Sunday, October 21, 2007

Everything is bigger in Texas

Last week as I debuted my safety-net clinic feature story, I cited a study in Dallas, Texas comparing two geographical areas and how the safety-net clinic there is decreasing costs, stays in the hospital, and numbers of visits.

What I did not say, but have found out since, is that there is an aggressive legislative agenda in the Texas Legislature to move more of the state's uninsured into some kind of health coverage. Read more here.

One positive result is that 3100 new healthcare jobs were created in the workforce in Texas last month alone. Read more in the Star-Telegram. While the article doesn't attribute the legislation with creating the jobs, there are many lawmakers and policy leaders who are obviously working hard to bring effective solutions to the table. This is in contrast to some states who have put a lot of the "eggs" in the SCHIP basket, and now find themselves in a crisis.

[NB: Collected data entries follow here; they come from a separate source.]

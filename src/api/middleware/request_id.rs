//! 请求 ID 中间件
//!
//! 沿用上游代理传入的 `X-Request-ID`（格式合法时），否则生成 UUID v4。
//! ID 写入 tracing span 与响应头。

use actix_service::{Service, Transform};
use actix_web::{
    Error, HttpMessage,
    dev::{ServiceRequest, ServiceResponse},
    http::header::{HeaderName, HeaderValue},
};
use futures_util::future::{LocalBoxFuture, Ready, ready};
use std::rc::Rc;
use tracing::{Instrument, info_span};
use uuid::Uuid;

const REQUEST_ID_HEADER: &str = "x-request-id";
const MAX_INBOUND_ID_LEN: usize = 64;

#[derive(Clone, Debug)]
pub struct RequestId(pub String);

fn inbound_request_id(req: &ServiceRequest) -> Option<String> {
    req.headers()
        .get(REQUEST_ID_HEADER)
        .and_then(|v| v.to_str().ok())
        .filter(|id| {
            !id.is_empty()
                && id.len() <= MAX_INBOUND_ID_LEN
                && id.bytes().all(|b| b.is_ascii_alphanumeric() || b == b'-')
        })
        .map(str::to_string)
}

#[derive(Clone, Default)]
pub struct RequestIdMiddleware;

impl<S, B> Transform<S, ServiceRequest> for RequestIdMiddleware
where
    S: Service<ServiceRequest, Response = ServiceResponse<B>, Error = Error> + 'static,
    B: 'static,
{
    type Response = ServiceResponse<B>;
    type Error = Error;
    type InitError = ();
    type Transform = RequestIdService<S>;
    type Future = Ready<Result<Self::Transform, Self::InitError>>;

    fn new_transform(&self, service: S) -> Self::Future {
        ready(Ok(RequestIdService {
            service: Rc::new(service),
        }))
    }
}

pub struct RequestIdService<S> {
    service: Rc<S>,
}

impl<S, B> Service<ServiceRequest> for RequestIdService<S>
where
    S: Service<ServiceRequest, Response = ServiceResponse<B>, Error = Error> + 'static,
    B: 'static,
{
    type Response = ServiceResponse<B>;
    type Error = Error;
    type Future = LocalBoxFuture<'static, Result<Self::Response, Self::Error>>;

    fn poll_ready(
        &self,
        ctx: &mut std::task::Context<'_>,
    ) -> std::task::Poll<Result<(), Self::Error>> {
        self.service.poll_ready(ctx)
    }

    fn call(&self, req: ServiceRequest) -> Self::Future {
        let srv = self.service.clone();
        let request_id = inbound_request_id(&req).unwrap_or_else(|| Uuid::new_v4().to_string());

        req.extensions_mut().insert(RequestId(request_id.clone()));

        let span = info_span!(
            "request",
            request_id = %request_id,
            method = %req.method(),
            path = %req.path(),
        );

        Box::pin(
            async move {
                let mut response = srv.call(req).await?;
                if let Ok(value) = HeaderValue::from_str(&request_id) {
                    response
                        .headers_mut()
                        .insert(HeaderName::from_static(REQUEST_ID_HEADER), value);
                }
                Ok(response)
            }
            .instrument(span),
        )
    }
}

Yes, this is a plug for states-rights and limited government (federal) and a reminder that local governments are most effective at serving the needs of their people. States are required to balance their budgets, but the Federal Government is not. Finding "state" solutions within current state budgets is good for the state, and good for the country.

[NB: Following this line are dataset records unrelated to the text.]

//! SeaORM storage backend
//!
//! This module provides database storage using SeaORM,
//! supporting SQLite, MySQL/MariaDB, and PostgreSQL.

mod connection;
mod converters;
mod hit_sink;
mod mutations;
mod query;
pub mod retry;

use async_trait::async_trait;
use sea_orm::DatabaseConnection;
use tracing::warn;

use crate::config::DatabaseConfig;
use crate::errors::{Result, ShortlinkError};
use crate::storage::LinkStore;
use crate::storage::models::{LinkMapping, LinkPage, LinkPatch};

pub use connection::{connect_generic, connect_sqlite, run_migrations};
pub use converters::{mapping_to_active_model, model_to_mapping};

/// 从数据库 URL 推断数据库类型
pub fn infer_backend_from_url(database_url: &str) -> Result<String> {
    if database_url.starts_with("sqlite://")
        || database_url.starts_with("sqlite:")
        || database_url.ends_with(".db")
        || database_url.ends_with(".sqlite")
        || database_url == ":memory:"
    {
        Ok("sqlite".to_string())
    } else if database_url.starts_with("mysql://") || database_url.starts_with("mariadb://") {
        Ok("mysql".to_string())
    } else if database_url.starts_with("postgres://") || database_url.starts_with("postgresql://") {
        Ok("postgres".to_string())
    } else {
        Err(ShortlinkError::database_config(format!(
            "Cannot infer database type from URL: {}. Supported: sqlite://, mysql://, mariadb://, postgres://",
            database_url
        )))
    }
}

/// 裸文件路径补全为 sqlite:// URL
fn normalize_sqlite_url(database_url: &str) -> String {
    if database_url.starts_with("sqlite:") {
        database_url.to_string()
    } else if database_url == ":memory:" {
        "sqlite::memory:".to_string()
    } else {
        format!("sqlite://{}", database_url)
    }
}

/// SeaORM-based storage backend
#[derive(Clone)]
pub struct SeaOrmStorage {
    db: DatabaseConnection,
    backend_name: String,
    retry_config: retry::RetryConfig,
    /// 单次操作超时（毫秒）
    op_timeout_ms: u64,
}

impl SeaOrmStorage {
    pub async fn new(
        database_url: &str,
        backend_name: &str,
        config: &DatabaseConfig,
    ) -> Result<Self> {
        if database_url.is_empty() {
            return Err(ShortlinkError::database_config("DATABASE_URL is not set"));
        }

        let retry_config = retry::RetryConfig::from(config);

        // 根据不同数据库类型配置连接选项
        let db = if backend_name == "sqlite" {
            connect_sqlite(&normalize_sqlite_url(database_url)).await?
        } else {
            connect_generic(database_url, backend_name, config).await?
        };

        let storage = SeaOrmStorage {
            db,
            backend_name: backend_name.to_string(),
            retry_config,
            op_timeout_ms: config.operation_timeout_ms.max(1),
        };

        // 运行迁移
        run_migrations(&storage.db).await?;

        warn!(
            "{} Storage initialized.",
            storage.backend_name.to_uppercase()
        );
        Ok(storage)
    }

}

#[async_trait]
impl LinkStore for SeaOrmStorage {
    async fn get(&self, code: &str) -> Result<Option<LinkMapping>> {
        self.find(code).await
    }

    async fn insert(&self, link: &LinkMapping) -> Result<()> {
        self.create(link).await
    }

    async fn update(&self, code: &str, patch: &LinkPatch) -> Result<LinkMapping> {
        self.apply_patch(code, patch).await
    }

    async fn set_disabled(&self, code: &str, disabled: bool) -> Result<LinkMapping> {
        self.toggle_disabled(code, disabled).await
    }

    async fn count(&self) -> Result<u64> {
        self.count_all().await
    }

    async fn load_active(&self, limit: u64) -> Result<Vec<LinkMapping>> {
        self.recent_active(limit).await
    }

    async fn list_by_owner(
        &self,
        owner: Option<&str>,
        page: u64,
        page_size: u64,
    ) -> Result<LinkPage> {
        self.paginate_by_owner(owner, page, page_size).await
    }

    async fn ping(&self) -> Result<()> {
        let db = &self.db;
        retry::with_retry_timeout("ping", self.retry_config, self.op_timeout_ms, || async {
            db.ping().await
        })
        .await
        .map_err(ShortlinkError::from)
    }

    fn backend_name(&self) -> &str {
        &self.backend_name
    }
}

#[cfg(test)]
mod tests {
    use super::*;

    #[test]
    fn test_infer_backend_from_url() {
        assert_eq!(infer_backend_from_url("sqlite://links.db").unwrap(), "sqlite");
        assert_eq!(infer_backend_from_url("links.db").unwrap(), "sqlite");
        assert_eq!(infer_backend_from_url(":memory:").unwrap(), "sqlite");
        assert_eq!(
            infer_backend_from_url("mariadb://u:p@localhost/db").unwrap(),
            "mysql"
        );
        assert_eq!(
            infer_backend_from_url("postgresql://localhost/db").unwrap(),
            "postgres"
        );
        assert!(infer_backend_from_url("redis://localhost").is_err());
    }

    #[test]
    fn test_normalize_sqlite_url() {
        assert_eq!(normalize_sqlite_url("links.db"), "sqlite://links.db");
        assert_eq!(
            normalize_sqlite_url("sqlite://links.db?mode=rwc"),
            "sqlite://links.db?mode=rwc"
        );
        assert_eq!(normalize_sqlite_url(":memory:"), "sqlite::memory:");
    }
}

I write this blog from Washington DC, having ridden the metro with thousands of federal employees over the last few days. The Federal Government is huge and costly and bureaucratic--and those or look to it to be their mother or nanny best realize that this task is best left to states.

My cowboy hat is off to the great state of Texas for their innovative health care solutions.

3 comments:

Amber Roessner said...

Regardless of if it comes from the state or federal government, all people need access to equitable healthcare. Don't you think?

Patricia Thomas said...

Federalism is a great concept but it may not be the best approach to health care. States don't spend equally on schools or even highway repair, meaning that two people born on either side of a state line may have disparate reading skills -- and different budgets for wheel alignments.

Should accidents of birth determine quality of health care?

And how would a state-based system deal with electronic medical records, which many see as crucial for making care safer and more consistent for folks of all ages? Without a federal standard, we may develop a Babel of commercial systems that can't talk to one another.

T Guy Echols said...

I like the Biblical reference.

Federal standards are one thing for records, etc., but federal funding is another.